● **Description of the task**: Go through the data below and return each line where the string "FreqClass" appears.
Study material Block Start
//! Conversion configuration surface.

use serde::{Deserialize, Serialize};

/// Which of the four SN76489 output channels should actually produce sound.
#[derive(Debug, Clone, Copy, PartialEq, Eq, Serialize, Deserialize)]
pub struct ChannelFilter {
    /// Tone channel A (index 0).
    #[serde(default = "default_true")]
    pub tone_a: bool,
    /// Tone channel B (index 1).
    #[serde(default = "default_true")]
    pub tone_b: bool,
    /// Tone channel C (index 2).
    #[serde(default = "default_true")]
    pub tone_c: bool,
    /// Noise channel.
    #[serde(default = "default_true")]
    pub noise: bool,
}

fn default_true() -> bool {
    true
}

impl Default for ChannelFilter {
    fn default() -> Self {
        ChannelFilter {
            tone_a: true,
            tone_b: true,
            tone_c: true,
            noise: true,
        }
    }
}

/// The LFSR tap bit used by the SN76489's noise generator.
#[derive(Debug, Clone, Copy, PartialEq, Eq, Serialize, Deserialize)]
pub enum LfsrTap {
    /// Bit 15 tap (most common real-hardware variant).
    Bit15,
    /// Bit 16 tap (used by some SN76489 clones).
    Bit16,
}

impl Default for LfsrTap {
    fn default() -> Self {
        LfsrTap::Bit15
    }
}

/// All tunables for a single YM-to-SN conversion run.
///
/// Deserializable from a JSON sidecar so the CLI can load overrides with
/// `--config path.json`; every field falls back to its documented default.
#[derive(Debug, Clone, PartialEq, Serialize, Deserialize)]
#[serde(default)]
pub struct ConversionConfig {
    /// Target SN76489 clock in Hz.
    pub target_clock_hz: u32,
    /// Source YM2149 clock in Hz; overridden by container metadata unless
    /// explicitly set on the CLI.
    pub source_clock_hz: u32,
    /// Which LFSR tap the target chip uses for white noise.
    pub lfsr_tap: LfsrTap,
    /// How many envelope samples to compute per source frame. Must evenly
    /// divide into an integer number of frames-per-sample or vice versa.
    pub envelope_sample_rate_hz: u32,
    /// Frame rate of the source material in Hz (usually 50).
    pub frame_rate_hz: u32,
    /// Per-channel output mute.
    pub channel_filter: ChannelFilter,
    /// Enable the software-bass out-of-band encoding for unreachable low tones.
    pub software_bass: bool,
    /// Enable tuned white noise (sacrifices channel C's tone register for
    /// percussive noise pitch).
    pub tuned_white_noise: bool,
    /// Disable the envelope generator entirely; envelope-selected voices fall
    /// back to silence.
    pub disable_envelopes: bool,
    /// Use the direct dB-to-dB attenuation table instead of amplitude-matched
    /// lookup.
    pub force_attenuation_mapping: bool,
}

impl Default for ConversionConfig {
    fn default() -> Self {
        ConversionConfig {
            target_clock_hz: 4_000_000,
            source_clock_hz: 2_000_000,
            lfsr_tap: LfsrTap::Bit15,
            envelope_sample_rate_hz: 50,
            frame_rate_hz: 50,
            channel_filter: ChannelFilter::default(),
            software_bass: false,
            tuned_white_noise: false,
            disable_envelopes: false,
            force_attenuation_mapping: false,
        }
    }
}

impl ConversionConfig {
    /// Number of envelope sub-samples computed per source frame.
    ///
    /// Returns an error if `envelope_sample_rate_hz` is not an integer
    /// multiple of `frame_rate_hz` and vice versa is not integer either;
    /// one of the two directions must divide evenly.
    pub fn envelope_subsamples_per_frame(&self) -> crate::error::Result<u32> {
        if self.frame_rate_hz == 0 {
            return Err(crate::error::Ym2snError::ConfigError(
                "frame_rate_hz must be non-zero".into(),
            ));
        }
        if self.envelope_sample_rate_hz % self.frame_rate_hz == 0 {
            Ok(self.envelope_sample_rate_hz / self.frame_rate_hz)
        } else {
            Err(crate::error::Ym2snError::ConfigError(format!(
                "envelope_sample_rate_hz ({}) is not an integer multiple of frame_rate_hz ({})",
                self.envelope_sample_rate_hz, self.frame_rate_hz
            )))
        }
    }

    /// Adopt clock/frame-rate hints from a parsed container's metadata,
    /// but only where the caller has not already set a non-default value.
    pub fn apply_metadata_defaults(&mut self, meta: &crate::model::SongMetadata) {
        if self.source_clock_hz == ConversionConfig::default().source_clock_hz {
            self.source_clock_hz = meta.source_clock_hz;
        }
        if self.frame_rate_hz == ConversionConfig::default().frame_rate_hz {
            self.frame_rate_hz = meta.frame_rate_hz as u32;
            self.envelope_sample_rate_hz = self.frame_rate_hz;
        }
    }
}
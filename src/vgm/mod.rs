//! VGM wire-format encoder (component K): serializes an [`crate::model::SnCommand`]
//! stream into a VGM v1.50 byte stream.

pub mod writer;

pub use writer::VgmWriter;
//! Frequency re-ranging: YM tone frequency -> SN tone register (component D).

use crate::config::LfsrTap;

/// Lowest representable SN76489 tone register value; below this the period
/// is clamped and treated as silence by convention (`n == 0` aliases to a
/// maximal, inaudibly low tone on real hardware).
pub const SN_TONE_MIN: u16 = 1;
/// Highest representable SN76489 tone register value (10 bits).
pub const SN_TONE_MAX: u16 = 1023;

/// How a desired frequency classified against the SN's representable range.
#[derive(Debug, Clone, Copy, PartialEq, Eq)]
pub enum FreqClass {
    /// Directly representable as an SN tone period.
    InRange(u16),
    /// Too high for a 10-bit period at this octave; callers should fold down.
    TooHigh,
    /// Too low for a 10-bit period; eligible for periodic-noise bass or
    /// software-bass if nothing else claims the channel.
    TooLow,
}

/// Map a target frequency to the SN76489 tone period at `target_clock_hz`,
/// without any octave folding. `round-half-to-even` on the nearest integer
/// keeps results deterministic across platforms.
fn tone_period_for(freq_hz: f64, target_clock_hz: u32) -> i64 {
    if freq_hz <= 0.0 {
        return i64::MAX;
    }
    let exact = target_clock_hz as f64 / (32.0 * freq_hz);
    round_half_to_even(exact)
}

/// Deterministic round-half-to-even, avoiding platform-dependent rounding
/// modes in floating point arithmetic.
pub fn round_half_to_even(x: f64) -> i64 {
    let floor = x.floor();
    let diff = x - floor;
    let floor_i = floor as i64;
    if diff < 0.5 {
        floor_i
    } else if diff > 0.5 {
        floor_i + 1
    } else if floor_i % 2 == 0 {
        floor_i
    } else {
        floor_i + 1
    }
}

/// Classify `freq_hz` against the SN76489's representable tone range,
/// returning the raw (unfolded) result.
pub fn classify(freq_hz: f64, target_clock_hz: u32) -> FreqClass {
    if freq_hz <= 0.0 {
        return FreqClass::TooLow;
    }
    let n = tone_period_for(freq_hz, target_clock_hz);
    if n < SN_TONE_MIN as i64 {
        FreqClass::TooHigh
    } else if n > SN_TONE_MAX as i64 {
        FreqClass::TooLow
    } else {
        FreqClass::InRange(n as u16)
    }
}

/// Fold `freq_hz` down by octaves (halving) until it lands in-range on the
/// SN, bounded to 8 octaves before saturating at the minimum tone register.
/// Ties are broken toward whichever octave minimises absolute cents error.
pub fn fold_down_to_range(freq_hz: f64, target_clock_hz: u32) -> u16 {
    let mut candidates: Vec<(f64, u16)> = Vec::new();
    let mut f = freq_hz;
    for _ in 0..8 {
        f /= 2.0;
        match classify(f, target_clock_hz) {
            FreqClass::InRange(n) => candidates.push((f, n)),
            FreqClass::TooHigh => continue,
            FreqClass::TooLow => break,
        }
    }
    if candidates.is_empty() {
        return SN_TONE_MAX;
    }
    candidates
        .into_iter()
        .min_by(|(fa, na), (fb, nb)| {
            let actual_a = target_clock_hz as f64 / (32.0 * *na as f64);
            let actual_b = target_clock_hz as f64 / (32.0 * *nb as f64);
            let cents_a = (1200.0 * (actual_a / fa).log2()).abs();
            let cents_b = (1200.0 * (actual_b / fb).log2()).abs();
            cents_a.partial_cmp(&cents_b).unwrap()
        })
        .unwrap()
        .1
}

/// Compute the SN76489 periodic-noise tone register that best reproduces
/// `freq_hz` as a noise pitch, given the configured LFSR tap divisor.
pub fn periodic_noise_period(freq_hz: f64, target_clock_hz: u32, tap: LfsrTap) -> Option<u16> {
    if freq_hz <= 0.0 {
        return None;
    }
    let divisor = match tap {
        LfsrTap::Bit15 => 15.0,
        LfsrTap::Bit16 => 16.0,
    };
    let exact = target_clock_hz as f64 / (32.0 * divisor * freq_hz);
    let n = round_half_to_even(exact);
    if (SN_TONE_MIN as i64..=SN_TONE_MAX as i64).contains(&n) {
        Some(n as u16)
    } else {
        None
    }
}

#[cfg(test)]
mod tests {
    use super::*;

    #[test]
    fn in_range_tone_matches_hand_computed_period() {
        // 440 Hz at a 4 MHz target clock.
        let class = classify(440.0, 4_000_000);
        match class {
            FreqClass::InRange(n) => assert_eq!(n, 284),
            other => panic!("expected in-range, got {:?}", other),
        }
    }

    #[test]
    fn very_low_frequency_is_too_low() {
        assert_eq!(classify(20.0, 4_000_000), FreqClass::TooLow);
    }

    #[test]
    fn very_high_frequency_is_too_high() {
        assert_eq!(classify(30_000.0, 4_000_000), FreqClass::TooHigh);
    }

    #[test]
    fn fold_down_brings_high_tone_into_range() {
        let n = fold_down_to_range(30_000.0, 4_000_000);
        assert!((SN_TONE_MIN..=SN_TONE_MAX).contains(&n));
    }

    #[test]
    fn periodic_noise_period_is_in_range_for_bass_frequency() {
        let n = periodic_noise_period(30.0, 4_000_000, LfsrTap::Bit15);
        assert!(n.is_some());
        let n = n.unwrap();
        assert!((SN_TONE_MIN..=SN_TONE_MAX).contains(&n));
    }

    #[test]
    fn round_half_to_even_matches_banker_rounding() {
        assert_eq!(round_half_to_even(2.5), 2);
        assert_eq!(round_half_to_even(3.5), 4);
        assert_eq!(round_half_to_even(2.4), 2);
        assert_eq!(round_half_to_even(2.6), 3);
    }
}
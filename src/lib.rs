//! YM2149 PSG register-stream to SN76489-compatible VGM converter.
//!
//! Reads a frame-oriented YM2149 register dump (raw or YM6 container),
//! translates each frame's tone/noise/envelope state onto the SN76489's
//! narrower three-tone-plus-noise model, and packetizes the result as a
//! stream of SN register writes ready for VGM encoding.
//!
//! # Quick start
//! ```no_run
//! use ym2sn::{config::ConversionConfig, convert, reader, vgm::VgmWriter};
//!
//! let data = std::fs::read("song.ym").unwrap();
//! let song = reader::parse(&data).unwrap();
//! let mut config = ConversionConfig::default();
//! config.apply_metadata_defaults(&song.metadata);
//!
//! let (commands, report) =
//!     convert::convert(&song.frames, &config, song.metadata.loop_frame).unwrap();
//! println!("octave folds: {}", report.octave_fold_count);
//!
//! let mut writer = VgmWriter::new(config.target_clock_hz);
//! for cmd in commands {
//!     writer.push(cmd).unwrap();
//! }
//! let vgm_bytes = writer.finish().unwrap();
//! std::fs::write("song.vgm", vgm_bytes).unwrap();
//! ```

#![warn(missing_docs)]

pub mod arbiter;
pub mod config;
pub mod convert;
pub mod envelope;
pub mod error;
pub mod freq;
pub mod mixer;
pub mod model;
pub mod noise;
pub mod packetizer;
pub mod reader;
pub mod vgm;
pub mod voice;
pub mod volume;

pub use config::ConversionConfig;
pub use convert::{convert as run_conversion, ConversionReport};
pub use error::{Result, Ym2snError};
pub use model::{SnCommand, SnFrame, SnRegister, SongMetadata, Voice, YmFrame};
pub use reader::ParsedSong;
pub use vgm::VgmWriter;
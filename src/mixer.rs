//! YM2149 mixer control register (R7) decoding.
//!
//! The hardware encodes "enabled" as a low bit; callers of this module see
//! the normalized active-high view instead.

use bitflags::bitflags;

bitflags! {
    /// Mixer control register (R7) bitflags, active-low on the hardware.
    #[derive(Debug, Clone, Copy, PartialEq, Eq)]
    pub struct MixerFlags: u8 {
        /// Channel A tone disable (1 = disabled).
        const CH_A_TONE = 0x01;
        /// Channel B tone disable.
        const CH_B_TONE = 0x02;
        /// Channel C tone disable.
        const CH_C_TONE = 0x04;
        /// Channel A noise disable.
        const CH_A_NOISE = 0x08;
        /// Channel B noise disable.
        const CH_B_NOISE = 0x10;
        /// Channel C noise disable.
        const CH_C_NOISE = 0x20;
    }
}

impl MixerFlags {
    /// Build flags from a raw register value, ignoring unused high bits.
    pub fn from_register(value: u8) -> Self {
        MixerFlags::from_bits_truncate(value)
    }

    /// Whether `voice`'s tone output is enabled (active-high view).
    pub fn tone_enabled(&self, voice: usize) -> bool {
        let bit = [
            MixerFlags::CH_A_TONE,
            MixerFlags::CH_B_TONE,
            MixerFlags::CH_C_TONE,
        ][voice];
        !self.contains(bit)
    }

    /// Whether `voice`'s noise output is enabled (active-high view).
    pub fn noise_enabled(&self, voice: usize) -> bool {
        let bit = [
            MixerFlags::CH_A_NOISE,
            MixerFlags::CH_B_NOISE,
            MixerFlags::CH_C_NOISE,
        ][voice];
        !self.contains(bit)
    }
}

#[cfg(test)]
mod tests {
    use super::*;

    #[test]
    fn all_zero_register_enables_everything() {
        let flags = MixerFlags::from_register(0x00);
        for v in 0..3 {
            assert!(flags.tone_enabled(v));
            assert!(flags.noise_enabled(v));
        }
    }

    #[test]
    fn all_one_register_disables_everything() {
        let flags = MixerFlags::from_register(0xFF);
        for v in 0..3 {
            assert!(!flags.tone_enabled(v));
            assert!(!flags.noise_enabled(v));
        }
    }

    #[test]
    fn channel_bits_are_independent() {
        // Only channel B tone disabled.
        let flags = MixerFlags::from_register(0x02);
        assert!(flags.tone_enabled(0));
        assert!(!flags.tone_enabled(1));
        assert!(flags.tone_enabled(2));
        assert!(flags.noise_enabled(0));
        assert!(flags.noise_enabled(1));
        assert!(flags.noise_enabled(2));
    }
}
Study material Block End
● **Solution below**:
pub enum FreqClass {
pub fn classify(freq_hz: f64, target_clock_hz: u32) -> FreqClass {
        return FreqClass::TooLow;
        FreqClass::TooHigh
        FreqClass::TooLow
        FreqClass::InRange(n as u16)
            FreqClass::InRange(n) => candidates.push((f, n)),
            FreqClass::TooHigh => continue,
            FreqClass::TooLow => break,
            FreqClass::InRange(n) => assert_eq!(n, 284),
        assert_eq!(classify(20.0, 4_000_000), FreqClass::TooLow);
        assert_eq!(classify(30_000.0, 4_000_000), FreqClass::TooHigh);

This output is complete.